Stored items:

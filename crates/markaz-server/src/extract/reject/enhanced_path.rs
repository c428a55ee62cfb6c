//! Path parameter extractor that rejects with the crate's error responses.

use axum::extract::rejection::PathRejection;
use axum::extract::{FromRequestParts, Path as AxumPath};
use axum::http::request::Parts;
use derive_more::{Deref, DerefMut, From};
use serde::de::DeserializeOwned;

use super::sanitize_rejection;
use crate::handler::{Error, ErrorKind};

/// Path parameter extractor.
///
/// Every dynamic segment in this API is a UUID, so a deserialization failure
/// almost always means a malformed identifier. The rejection points the
/// caller at the expected format instead of axum's generic message.
#[must_use]
#[derive(Debug, Clone, Copy, Default, Deref, DerefMut, From)]
pub struct Path<T>(pub T);

impl<T, S> FromRequestParts<S> for Path<T>
where
    T: DeserializeOwned + Send + 'static,
    S: Send + Sync,
{
    type Rejection = Error<'static>;

    async fn from_request_parts(parts: &mut Parts, state: &S) -> Result<Self, Self::Rejection> {
        let AxumPath(params) =
            <AxumPath<T> as FromRequestParts<S>>::from_request_parts(parts, state).await?;
        Ok(Self(params))
    }
}

impl From<PathRejection> for Error<'static> {
    fn from(rejection: PathRejection) -> Self {
        match rejection {
            PathRejection::FailedToDeserializePathParams(error) => ErrorKind::BadRequest
                .with_message("Invalid path parameter, expected a UUID")
                .with_context(sanitize_rejection(&error.to_string())),
            PathRejection::MissingPathParams(error) => {
                ErrorKind::MissingPathParam.with_context(sanitize_rejection(&error.to_string()))
            }
            _ => ErrorKind::InternalServerError.with_message("Path parameter processing failed"),
        }
    }
}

- **Exercise description**
Count how many lines above contain the word "AxumPath". Reply with the number alone.

- **Solution**
3